If you’re purchasing cosmetic grade ingredients from reputable suppliers, no, you do not need to worry about Prop 65 warnings.
You might’ve seen warnings like this when shopping for ingredients:
“This product may contain trace levels of chemicals known to the state of California to cause cancer, birth defects, or other reproductive harm: … ”
Prop 65 warnings call out the potential for certain ingredients/compound to be present, regardless of concentration, dosage, risk, and actual presence of the compound. This makes those warnings sound a lot more scary than they are.
From Prop 65: Disneyland Is Bad for Your Health?:
Prop 65’s dire and dramatic warning on coffee, for example, is based on the ubiquitous presence of acrylamide, found in almost everything cooked at high temperatures. No study has ever determined coffee to be carcinogenic to humans. In fact, a 2018 statement from FDA Commissioner Dr. Scott Gottlieb stated clearly: “Although acrylamide at high doses has been linked to cancer in animals, and coffee contains acrylamide, current science indicates that consuming coffee poses no significant risk of cancer.”
From The New York Times:
The Prop 65 label is like a noisy alarm that rings equally loudly about smaller amounts of low-risk substances and huge amounts of potentially harmful chemicals. The labels don’t say how much of the chemical is present, or how much it would really take to make a person sick. You could get the same alarming label on potato chips (acrylamide), chemotherapy (uracil mustard), lumber (wood dust), or toxic runoff (arsenic). It’s obviously helpful to be alerted to the presence of potentially harmful chemicals. But not all doses of these different chemicals mean the same thing.
Imagine if a warning label accompanied every risk you took on a regular basis, from driving on the freeway to baking gel nail polish under UV light. Fear is powerful, but it should be commensurate with the danger, and the Prop 65 label tends to equalize risk in a way that actually might actively harm people’s ability to judge danger.
TKB Trading has a great FAQ on Prop 65 warnings that you can read here.

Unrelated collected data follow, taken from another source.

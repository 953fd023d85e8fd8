mod chat;
mod http;

use std::sync::Arc;

use anyhow::Result;
use clap::{Parser, Subcommand};
use tracing_subscriber::EnvFilter;

use iris_config::AppConfig;
use iris_dialogue::{DialogueManager, TurnStore};
use iris_llm::{GenerateJson, OllamaClient};

#[derive(Debug, Parser)]
#[command(name = "iris", version, about = "Ophthalmology intake consultation engine")]
struct Cli {
    /// Path to the configuration file.
    #[arg(long, default_value = "config.toml")]
    config: String,

    #[command(subcommand)]
    command: Commands,
}

#[derive(Debug, Subcommand)]
enum Commands {
    /// Run the HTTP transport.
    Serve,
    /// Run an interactive consultation in the terminal.
    Chat {
        /// Resume a persisted consultation from its latest turn.
        #[arg(long)]
        resume: Option<String>,
    },
}

#[tokio::main]
async fn main() -> Result<()> {
    dotenvy::dotenv().ok();
    let cli = Cli::parse();
    let config = AppConfig::load_from(&cli.config)?;

    let filter = EnvFilter::try_from_default_env()
        .unwrap_or_else(|_| EnvFilter::new(config.telemetry.log_level.clone()));
    tracing_subscriber::fmt().with_env_filter(filter).init();

    let llm: Arc<dyn GenerateJson> =
        Arc::new(OllamaClient::new(config.llm.model.clone(), config.llm.base_url.clone()));
    let manager = Arc::new(DialogueManager::from_config(&config, llm)?);
    let store = Arc::new(TurnStore::new(&config.paths.output_dir));

    match cli.command {
        Commands::Serve => http::serve(&config.server.bind_addr, manager, store).await,
        Commands::Chat { resume } => chat::run(manager, store, resume).await,
    }
}
//! Pre-order traversal over mdast trees.
//!
//! Transform stages share this single traversal instead of rolling their own
//! recursion, so adding a stage never duplicates tree-walking logic. The
//! walk visits a node, then its (possibly replaced) children in order.

use markdown::mdast::Node;

/// Whether to descend into a node's children after `enter`.
#[derive(Clone, Copy, Debug, PartialEq, Eq)]
pub enum VisitFlow {
    /// Visit the node's children next.
    Descend,
    /// Skip the node's children.
    SkipChildren,
}

/// Visitor invoked for every node of a pre-order walk.
///
/// `enter` receives the node mutably and may replace it wholesale (e.g. swap
/// a blockquote for a directive container); when it returns
/// [`VisitFlow::Descend`], the walk continues into the children of whatever
/// the node is *after* `enter` ran.
pub trait TreeVisitor {
    /// Called before a node's children are visited.
    fn enter(&mut self, node: &mut Node) -> VisitFlow;

    /// Called after a node's children were visited.
    fn leave(&mut self, node: &mut Node) {
        let _ = node;
    }
}

/// Walk a tree in pre-order with stable sibling order.
pub fn walk_mut<V: TreeVisitor>(node: &mut Node, visitor: &mut V) {
    if visitor.enter(node) == VisitFlow::Descend
        && let Some(children) = node.children_mut()
    {
        for child in children.iter_mut() {
            walk_mut(child, visitor);
        }
    }
    visitor.leave(node);
}

/// Human-readable kind discriminator for diagnostics.
pub(crate) fn node_kind(node: &Node) -> &'static str {
    match node {
        Node::Root(_) => "root",
        Node::Paragraph(_) => "paragraph",
        Node::Blockquote(_) => "blockquote",
        Node::Heading(_) => "heading",
        Node::Text(_) => "text",
        Node::Link(_) => "link",
        Node::List(_) => "list",
        Node::ListItem(_) => "list item",
        Node::Code(_) => "code",
        Node::InlineCode(_) => "inline code",
        Node::Image(_) => "image",
        Node::MdxJsxFlowElement(_) => "directive container",
        _ => "other",
    }
}
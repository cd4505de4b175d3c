//! Callout/admonition normalization.
//!
//! Authors write callouts as blockquotes whose first line carries a bracketed
//! tag, e.g. `> [!NOTE] Heads up`. This stage re-expresses recognized callouts
//! as a canonical directive container (`<Aside type="NOTE" title="Heads up">`
//! in mdast terms) so the downstream renderer presents them uniformly no
//! matter which source convention was used. Tags outside the vocabulary stay
//! ordinary blockquotes.

use markdown::mdast::{
    AttributeContent, AttributeValue, Blockquote, MdxJsxAttribute, MdxJsxFlowElement, Node,
};

use crate::visit::{TreeVisitor, VisitFlow, walk_mut};

/// Element name of the directive container produced for recognized callouts.
pub const DIRECTIVE_NAME: &str = "Aside";

/// Explicit, enumerated set of callout tags eligible for normalization.
///
/// The accepted set is a value rather than an assumption baked into string
/// matching; whoever owns the renderer decides what it can display.
#[derive(Debug, Clone, PartialEq, Eq)]
pub struct AdmonitionVocabulary {
    tags: Vec<String>,
}

impl AdmonitionVocabulary {
    /// Build a vocabulary from tag names (stored upper-cased, matched
    /// case-insensitively).
    pub fn new<I, S>(tags: I) -> Self
    where
        I: IntoIterator<Item = S>,
        S: Into<String>,
    {
        Self {
            tags: tags
                .into_iter()
                .map(|tag| tag.into().to_ascii_uppercase())
                .collect(),
        }
    }

    /// Canonical (upper-cased) form of a raw tag, if it is in the vocabulary.
    pub fn canonicalize(&self, raw: &str) -> Option<&str> {
        self.tags
            .iter()
            .find(|tag| tag.eq_ignore_ascii_case(raw))
            .map(String::as_str)
    }

    /// The canonical tag names.
    pub fn tags(&self) -> &[String] {
        &self.tags
    }
}

impl Default for AdmonitionVocabulary {
    fn default() -> Self {
        Self::new(["NOTE", "TIP", "INFO", "CAUTION", "WARNING", "DANGER"])
    }
}

/// Parsed `[!TAG]` marker from the first line of a blockquote.
#[derive(Clone, Debug, PartialEq, Eq)]
pub struct CalloutOpening {
    /// Tag as authored, case preserved.
    pub tag: String,
    /// Remainder of the marker line, used as the directive title.
    pub title: Option<String>,
}

/// Parse a callout marker anchored at the start of a line.
///
/// Returns `None` when the line does not start with `[!TAG]` for an
/// alphabetic tag. The remainder of the line becomes the title.
pub fn parse_callout_marker(first_line: &str) -> Option<CalloutOpening> {
    let rest = first_line.strip_prefix("[!")?;
    let tag_len = rest.chars().take_while(|c| c.is_ascii_alphabetic()).count();
    if tag_len == 0 {
        return None;
    }
    let (tag, rest) = rest.split_at(tag_len);
    let rest = rest.strip_prefix(']')?;
    let title = rest.trim();
    Some(CalloutOpening {
        tag: tag.to_string(),
        title: (!title.is_empty()).then(|| title.to_string()),
    })
}

/// Normalize recognized callout blockquotes into directive containers.
///
/// Pre-order walk; matched blockquotes are replaced in their parent's
/// children sequence, sibling order preserved, and the replacement owns a
/// fresh body (no aliasing with the consumed blockquote). Returns the number
/// of callouts normalized.
pub fn normalize_admonitions(root: &mut Node, vocabulary: &AdmonitionVocabulary) -> usize {
    let mut normalizer = AdmonitionNormalizer {
        vocabulary,
        count: 0,
    };
    walk_mut(root, &mut normalizer);
    normalizer.count
}

struct AdmonitionNormalizer<'a> {
    vocabulary: &'a AdmonitionVocabulary,
    count: usize,
}

impl TreeVisitor for AdmonitionNormalizer<'_> {
    fn enter(&mut self, node: &mut Node) -> VisitFlow {
        let Node::Blockquote(quote) = node else {
            return VisitFlow::Descend;
        };
        let Some(opening) = leading_marker(quote) else {
            return VisitFlow::Descend;
        };
        let Some(tag) = self.vocabulary.canonicalize(&opening.tag) else {
            log::warn!(
                "Unrecognized callout tag [!{}], leaving blockquote as-is",
                opening.tag
            );
            return VisitFlow::Descend;
        };
        let tag = tag.to_string();

        let position = quote.position.take();
        let mut body = std::mem::take(&mut quote.children);
        strip_marker_line(&mut body);

        let mut attributes = vec![literal_attribute("type", tag)];
        if let Some(title) = opening.title {
            attributes.push(literal_attribute("title", title));
        }

        *node = Node::MdxJsxFlowElement(MdxJsxFlowElement {
            name: Some(DIRECTIVE_NAME.to_string()),
            attributes,
            children: body,
            position,
        });
        self.count += 1;

        // Descend into the fresh body so nested callouts normalize too.
        VisitFlow::Descend
    }
}

/// Marker lookup: first child must be a paragraph whose first child is a
/// text leaf starting with `[!TAG]` on its first line.
fn leading_marker(quote: &Blockquote) -> Option<CalloutOpening> {
    let Some(Node::Paragraph(paragraph)) = quote.children.first() else {
        return None;
    };
    let Some(Node::Text(text)) = paragraph.children.first() else {
        return None;
    };
    let first_line = text.value.lines().next().unwrap_or("");
    parse_callout_marker(first_line)
}

/// Remove the matched marker line from the body, dropping the leading text
/// node (and paragraph) when nothing of it remains.
fn strip_marker_line(body: &mut Vec<Node>) {
    let Some(Node::Paragraph(paragraph)) = body.first_mut() else {
        return;
    };
    let Some(Node::Text(text)) = paragraph.children.first_mut() else {
        return;
    };
    match text.value.find('\n') {
        Some(newline) => {
            text.value.drain(..=newline);
        }
        None => {
            paragraph.children.remove(0);
        }
    }
    if paragraph.children.is_empty() {
        body.remove(0);
    }
}

fn literal_attribute(name: &str, value: String) -> AttributeContent {
    AttributeContent::Property(MdxJsxAttribute {
        name: name.to_string(),
        value: Some(AttributeValue::Literal(value)),
    })
}
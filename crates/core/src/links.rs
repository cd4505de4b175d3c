//! Source link rewriting.
//!
//! Relative link targets that start with the configured match prefix are the
//! authoring convention for "this points at a raw source file shipped next to
//! the docs". They are rewritten into fully-qualified URLs on the external
//! source host, pinned to the resolved revision, so readers always land on
//! the snapshot the documents were written against.

use markdown::mdast::Node;

use crate::config::RewriteConfig;
use crate::visit::{TreeVisitor, VisitFlow, walk_mut};

/// Rewrite eligible link targets in place, returning the rewrite count.
///
/// Pre-order walk; only the `url` attribute of link nodes is touched, link
/// text is never inspected, every other node kind passes through untouched.
/// A link with an empty target is treated as a non-match rather than a
/// failure, so one malformed node never aborts the document.
pub fn rewrite_links(root: &mut Node, cfg: &RewriteConfig) -> usize {
    let mut rewriter = LinkRewriter { cfg, count: 0 };
    walk_mut(root, &mut rewriter);
    rewriter.count
}

struct LinkRewriter<'a> {
    cfg: &'a RewriteConfig,
    count: usize,
}

impl TreeVisitor for LinkRewriter<'_> {
    fn enter(&mut self, node: &mut Node) -> VisitFlow {
        if let Node::Link(link) = node
            && self.cfg.matches_target(&link.url)
        {
            let rewritten = self.cfg.rewritten_target(&link.url);
            log::debug!("Rewriting source link '{}' -> '{}'", link.url, rewritten);
            link.url = rewritten;
            self.count += 1;
        }
        VisitFlow::Descend
    }
}
//! Rewrite configuration supplied by the surrounding build tool.

use serde::{Deserialize, Serialize};

use crate::error::DocflowError;

/// Configuration for the link rewrite stage, built once per site build.
///
/// The surrounding build tool usually passes this as JSON, so field names
/// follow its camelCase convention.
#[derive(Debug, Clone, PartialEq, Eq, Serialize, Deserialize)]
#[serde(rename_all = "camelCase")]
pub struct RewriteConfig {
    /// Base URL of the external source host (e.g. a repository blob view).
    pub base_host: String,
    /// Revision identifier (branch or tag) used to pin rewritten links.
    pub revision: String,
    /// Literal path prefix marking link targets that point at raw source files.
    pub match_prefix: String,
    /// Directory of the documents relative to the repository root.
    pub mount_path: String,
}

impl RewriteConfig {
    /// Create a new rewrite configuration.
    pub fn new(
        base_host: impl Into<String>,
        revision: impl Into<String>,
        match_prefix: impl Into<String>,
        mount_path: impl Into<String>,
    ) -> Self {
        Self {
            base_host: base_host.into(),
            revision: revision.into(),
            match_prefix: match_prefix.into(),
            mount_path: mount_path.into(),
        }
    }

    /// Validate that the configuration can only match relative targets.
    ///
    /// Rewritten targets always carry a URL scheme, so a `match_prefix` that
    /// is itself empty or scheme-qualified would re-match its own output on a
    /// second pass. Build tools should call this once per build.
    pub fn validate(&self) -> Result<(), DocflowError> {
        if self.match_prefix.is_empty() {
            return Err(DocflowError::invalid_config(
                "matchPrefix must not be empty: an empty prefix matches every link",
            ));
        }
        if has_url_scheme(&self.match_prefix) {
            return Err(DocflowError::invalid_config(format!(
                "matchPrefix '{}' must be a relative path segment, not a URL",
                self.match_prefix
            )));
        }
        Ok(())
    }

    /// Whether a link target is eligible for rewriting.
    ///
    /// Already-qualified URLs never match, regardless of prefix. This keeps
    /// the rewrite idempotent even when `base_host` happens to share a prefix
    /// with `match_prefix`.
    pub fn matches_target(&self, target: &str) -> bool {
        !target.is_empty() && !has_url_scheme(target) && target.starts_with(&self.match_prefix)
    }

    /// The fully-qualified replacement for a matching target.
    pub fn rewritten_target(&self, target: &str) -> String {
        format!(
            "{}/{}/{}/{}",
            self.base_host, self.revision, self.mount_path, target
        )
    }
}

/// Check whether a link target starts with a URL scheme (`https:`, `mailto:`, ...).
pub(crate) fn has_url_scheme(target: &str) -> bool {
    match target.split_once(':') {
        Some((scheme, _)) => {
            let mut chars = scheme.chars();
            match chars.next() {
                Some(first) if first.is_ascii_alphabetic() => {
                    chars.all(|c| c.is_ascii_alphanumeric() || matches!(c, '+' | '-' | '.'))
                }
                _ => false,
            }
        }
        None => false,
    }
}

#[cfg(test)]
mod tests {
    use super::*;

    fn tutorial_config() -> RewriteConfig {
        RewriteConfig::new(
            "https://host/x/blob",
            "master",
            "sources/",
            "docs/tutorial",
        )
    }

    #[test]
    fn matches_relative_targets_with_prefix() {
        let cfg = tutorial_config();
        assert!(cfg.matches_target("sources/example.c"));
        assert!(!cfg.matches_target("images/example.png"));
        assert!(!cfg.matches_target(""));
    }

    #[test]
    fn qualified_urls_never_match() {
        let cfg = tutorial_config();
        assert!(!cfg.matches_target("https://host/x/blob/master/docs/tutorial/sources/example.c"));
        assert!(!cfg.matches_target("mailto:someone@example.org"));
    }

    #[test]
    fn rewritten_target_joins_all_segments() {
        let cfg = tutorial_config();
        assert_eq!(
            cfg.rewritten_target("sources/example.c"),
            "https://host/x/blob/master/docs/tutorial/sources/example.c"
        );
    }

    #[test]
    fn deserializes_from_camel_case_json() {
        let cfg: RewriteConfig = serde_json::from_str(
            r#"{
                "baseHost": "https://host/x/blob",
                "revision": "master",
                "matchPrefix": "sources/",
                "mountPath": "docs/tutorial"
            }"#,
        )
        .expect("config should deserialize");
        assert_eq!(cfg, tutorial_config());
    }

    #[test]
    fn validate_rejects_empty_prefix() {
        let cfg = RewriteConfig::new("https://host", "master", "", "docs");
        assert!(matches!(
            cfg.validate(),
            Err(DocflowError::InvalidConfig { .. })
        ));
    }

    #[test]
    fn validate_rejects_scheme_qualified_prefix() {
        let cfg = RewriteConfig::new("https://host", "master", "https://host/", "docs");
        assert!(matches!(
            cfg.validate(),
            Err(DocflowError::InvalidConfig { .. })
        ));
    }

    #[test]
    fn validate_accepts_relative_prefix() {
        assert!(tutorial_config().validate().is_ok());
    }

    #[test]
    fn scheme_detection_ignores_path_colons() {
        assert!(has_url_scheme("https://example.org"));
        assert!(has_url_scheme("mailto:a@b"));
        assert!(!has_url_scheme("sources/example.c"));
        assert!(!has_url_scheme("1:2"));
        assert!(!has_url_scheme("./relative:path"));
    }
}
//! Revision identifier resolution for versioned source links.

/// Default branch name used when no revision override is supplied.
pub const DEFAULT_BRANCH: &str = "master";

/// Resolve the revision identifier used to build source links.
///
/// A present, non-empty override is returned verbatim. This is how a build
/// pins documentation links to a tagged release instead of the moving
/// default branch. Total function, no failure modes.
pub fn resolve(env_override: Option<&str>) -> String {
    match env_override {
        Some(revision) if !revision.is_empty() => revision.to_string(),
        _ => DEFAULT_BRANCH.to_string(),
    }
}

/// Resolve the revision from an environment variable of the build tool.
pub fn resolve_from_env(var: &str) -> String {
    resolve(std::env::var(var).ok().as_deref())
}
//! Turns the validated snapshot into the feature-engineered table.

use database::{read_table, write_table};
use feature_extractor::{FeatureEngine, Mode, feature_table};
use fraud_structs::{
    DataValidationArtifact, FeatureEngineeringArtifact, PipelineResult, Stage, Transaction,
    schema,
};
use tracing::{debug, info};

use crate::context::PipelineContext;

pub const FEATURE_TABLE_FILE: &str = "feature_engineered_main.csv";

/// Cleans the snapshot and computes training-mode features.
///
/// # Errors
///
/// Returns a schema error if required columns are missing, or an error if
/// the snapshot is empty or cannot be read or written.
pub async fn run(
    context: &PipelineContext,
    validation: &DataValidationArtifact,
) -> PipelineResult<FeatureEngineeringArtifact> {
    info!("=== Feature engineering started ===");

    info!(path = %validation.validated_path(), "Step 1: Reading validated dataset");
    let table = read_table(context.store(), validation.validated_path()).await?;

    info!("Step 2: Keeping required columns and dropping empty and duplicate rows");
    let mut table = table.select(&schema::schema_column_names(true), "validated dataset")?;
    let dropped_na = table.drop_na();
    let dropped_duplicates = table.drop_duplicates();
    debug!(dropped_na, dropped_duplicates, rows = table.len(), "Cleaned dataset");

    let transactions = Transaction::from_table(&table, "validated dataset", true)?;

    info!(rows = transactions.len(), "Step 3: Computing features");
    let engine = FeatureEngine::new(context.config.features);
    let vectors = engine.compute(&transactions, Mode::Training)?;
    let features = feature_table(&vectors);

    let path = context.stage_path(Stage::FeatureEngineering, FEATURE_TABLE_FILE);
    info!(path = %path, "Step 4: Saving feature-engineered dataset");
    write_table(context.store(), &path, &features).await?;

    info!(rows = features.len(), "Feature engineering completed");
    Ok(FeatureEngineeringArtifact::new(path, features.len()))
}
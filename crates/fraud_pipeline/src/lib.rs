//! Card fraud detection pipeline.
//!
//! Trains a gradient-boosted classifier on transactions from the document
//! store, gates it against the current champion and promotes accepted models
//! to a versioned registry. Also serves single-transaction predictions.

pub mod commands;
pub mod context;
pub mod pipeline;
pub mod predict;
pub mod stages;

#[cfg(test)]
mod test_support;

pub use context::PipelineContext;
pub use pipeline::{PipelineOutcome, TrainingPipeline};
pub use predict::{Prediction, Predictor, Verdict, compute_features, load_latest_model};
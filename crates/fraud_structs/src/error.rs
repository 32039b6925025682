//! Error taxonomy shared by every pipeline crate.
//!
//! Errors fall into three kinds so the invoking scheduler can react differently:
//! configuration problems (fatal before any stage runs), business-rule
//! violations (schema and quality gates) and infrastructure faults.

use core::fmt;

use thiserror::Error;

use crate::Stage;

/// Result alias used across the pipeline crates.
pub type PipelineResult<T> = Result<T, PipelineError>;

/// Coarse classification of a [`PipelineError`].
#[derive(Debug, Clone, Copy, PartialEq, Eq)]
pub enum ErrorKind {
    /// A required configuration value is missing or malformed.
    Configuration,
    /// The data or the model violated a rule of the pipeline.
    BusinessRule,
    /// Storage, database, serialization or IO failure.
    Infrastructure,
}

/// Required columns are absent or a cell could not be parsed.
#[derive(Debug, Clone, PartialEq, Eq, Error)]
pub enum SchemaError {
    #[error("missing required columns in {source_name}: {}", .columns.join(", "))]
    MissingColumns {
        source_name: String,
        columns: Vec<String>,
    },

    #[error("invalid value {value:?} for column {column} at row {row}")]
    InvalidValue {
        column: String,
        row: usize,
        value: String,
    },
}

/// A trained model failed one of the quality gates.
#[derive(Debug, Clone, PartialEq, Error)]
pub enum ModelQualityError {
    #[error("model performance below expected score: {test_f1} < {expected}")]
    BelowExpectedScore { test_f1: f64, expected: f64 },

    #[error("overfitting detected: score diff {diff} exceeds threshold {threshold}")]
    Overfitting { diff: f64, threshold: f64 },

    #[error(
        "current model is not better than the deployed model: challenger {challenger_f1} < champion {champion_f1}"
    )]
    ChampionNotBeaten { champion_f1: f64, challenger_f1: f64 },
}

/// Every failure the pipeline can surface.
#[derive(Debug, Error)]
pub enum PipelineError {
    #[error("configuration value {key} is missing or invalid: {reason}")]
    Configuration { key: String, reason: String },

    #[error(transparent)]
    Schema(#[from] SchemaError),

    #[error("statistical test on column {column} failed: {reason}")]
    StatisticalTest { column: String, reason: String },

    #[error(transparent)]
    ModelQuality(#[from] ModelQualityError),

    #[error("version slot {version} was taken by a concurrent promotion after {attempts} attempts")]
    RegistryRace { version: u32, attempts: usize },

    #[error("current batch must contain at least one transaction")]
    EmptyBatch,

    #[error("cannot balance dataset: {0}")]
    Balancing(String),

    #[error("training failed: {0}")]
    Training(String),

    #[error("artifact not found: {0}")]
    NotFound(String),

    #[error("stage {stage} failed: {source}")]
    StageFailed {
        stage: Stage,
        #[source]
        source: Box<PipelineError>,
    },

    #[error("object store error: {0}")]
    ObjectStore(#[from] object_store::Error),

    #[error("database error: {0}")]
    Database(#[from] sqlx::Error),

    #[error("csv error: {0}")]
    Csv(#[from] csv::Error),

    #[error("serialization error: {0}")]
    Serialization(String),

    #[error("io error: {0}")]
    Io(#[from] std::io::Error),
}

impl PipelineError {
    /// Wraps an error with the stage it originated from.
    #[must_use]
    pub fn in_stage(self, stage: Stage) -> Self {
        Self::StageFailed {
            stage,
            source: Box::new(self),
        }
    }

    /// Classifies the error, looking through stage wrappers.
    #[must_use]
    pub fn kind(&self) -> ErrorKind {
        match self {
            Self::Configuration { .. } => ErrorKind::Configuration,
            Self::Schema(_)
            | Self::StatisticalTest { .. }
            | Self::ModelQuality(_)
            | Self::EmptyBatch
            | Self::Balancing(_) => ErrorKind::BusinessRule,
            Self::StageFailed { source, .. } => source.kind(),
            Self::RegistryRace { .. }
            | Self::Training(_)
            | Self::NotFound(_)
            | Self::ObjectStore(_)
            | Self::Database(_)
            | Self::Csv(_)
            | Self::Serialization(_)
            | Self::Io(_) => ErrorKind::Infrastructure,
        }
    }

    /// Returns the stage name when the error was raised inside a stage.
    #[must_use]
    pub const fn stage(&self) -> Option<Stage> {
        match self {
            Self::StageFailed { stage, .. } => Some(*stage),
            _ => None,
        }
    }

    /// Builds a serialization error from any displayable source.
    pub fn serialization(err: impl fmt::Display) -> Self {
        Self::Serialization(err.to_string())
    }
}

impl From<serde_json::Error> for PipelineError {
    fn from(err: serde_json::Error) -> Self {
        Self::serialization(err)
    }
}
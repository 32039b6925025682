//! Balances the feature table and splits it into train and test sets.

use database::{read_table, write_table};
use feature_extractor::FEATURE_NAMES;
use fraud_structs::{
    DataPreprocessingArtifact, FeatureEngineeringArtifact, PipelineResult, Stage,
};
use ml_model::{ClassBalancer, LabeledDataset};
use tracing::info;

use crate::context::PipelineContext;

pub const TRAIN_FILE: &str = "dataset/train.csv";
pub const TEST_FILE: &str = "dataset/test.csv";

/// Writes the model feature columns plus the label for both splits.
///
/// # Errors
///
/// Returns an error if the feature table cannot be read, a class is missing,
/// or a split cannot be written.
pub async fn run(
    context: &PipelineContext,
    features: &FeatureEngineeringArtifact,
) -> PipelineResult<DataPreprocessingArtifact> {
    info!("=== Data preprocessing started ===");

    info!(path = %features.feature_table_path(), "Step 1: Reading feature-engineered dataset");
    let table = read_table(context.store(), features.feature_table_path()).await?;

    info!("Step 2: Selecting model input columns");
    let dataset = LabeledDataset::from_table(&table, &FEATURE_NAMES)?;
    let counts = dataset.class_counts();
    info!(safe = counts.safe, fraud = counts.fraud, "Class counts before balancing");

    info!(
        majority_cap = context.config.preprocessing.majority_cap,
        smote_ratio = context.config.preprocessing.smote_ratio,
        "Step 3: Downsampling, splitting and oversampling"
    );
    let split = ClassBalancer::new(context.config.preprocessing).balance(&dataset)?;

    let train_path = context.stage_path(Stage::Preprocessing, TRAIN_FILE);
    let test_path = context.stage_path(Stage::Preprocessing, TEST_FILE);
    info!(train = %train_path, test = %test_path, "Step 4: Saving train and test datasets");
    write_table(context.store(), &train_path, &split.train.to_table()).await?;
    write_table(context.store(), &test_path, &split.test.to_table()).await?;

    info!("Data preprocessing completed");
    Ok(DataPreprocessingArtifact::new(
        train_path,
        test_path,
        split.train.class_counts(),
        split.test.class_counts(),
    ))
}
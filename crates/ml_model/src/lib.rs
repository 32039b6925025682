//! Fraud classifier: labeled datasets, class balancing, gradient-boosted
//! trees, training with quality gates and the promotion decision.

mod balancing;
mod dataset;
mod evaluation;
mod gbdt;
mod metrics;
mod training;

pub use balancing::{BalancedSplit, ClassBalancer};
pub use dataset::LabeledDataset;
pub use evaluation::{decide_promotion, evaluate_models};
pub use gbdt::{BoosterParams, DECISION_THRESHOLD, FeatureImportance, GradientBoostedTrees};
pub use metrics::{
    PrecisionRecallPoint, curve_table, f1_score, precision_recall_curve, precision_score,
    recall_score,
};
pub use training::{
    ModelTrainer, SearchOutcome, TrainedModel, cross_validate, sample_candidates,
    stratified_folds,
};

If you’re worried about a chemical that is called out in a warning, I recommend starting your research at CosmeticsInfo.org. What is the safe level? Then compare that with the data sheet for the ingredient; it will almost certainly comply (I’ve never found one that doesn’t). After that, consider the concentration that you’re likely to use that ingredient at.
For example: The concern usually brought up in regard PEGs is the potential contamination with 1,4-dioxane. 1,4-dioxane is NOT an ingredient in PEGs. Think of it a bit like M. bovis (a bacterial species of the M. tuberculosis complex); this is not an ingredient in milk, it’s a potential contaminant, and steps are taken to reduce that contaminant, which is why we generally do not worry about contracting tuberculosis from milk anymore.
1,4-dioxane a well-known potential contaminant, and the industry works hard to reduce that contamination as much as possible. The European Commission Scientific Committee on Consumer Safety concluded “1,4-dioxane amounts in cosmetic products are considered safe for consumers at trace levels of ≤10 ppm”. By checking the data sheet, you can see that the Glyceryl Stearate (and) PEG-100 Stearate sold by Lotion Crafter is declared to comply with this—and on top of that, you wouldn’t be applying that ingredient directly to the skin, so anything you’d actually encounter would be even less concentrated.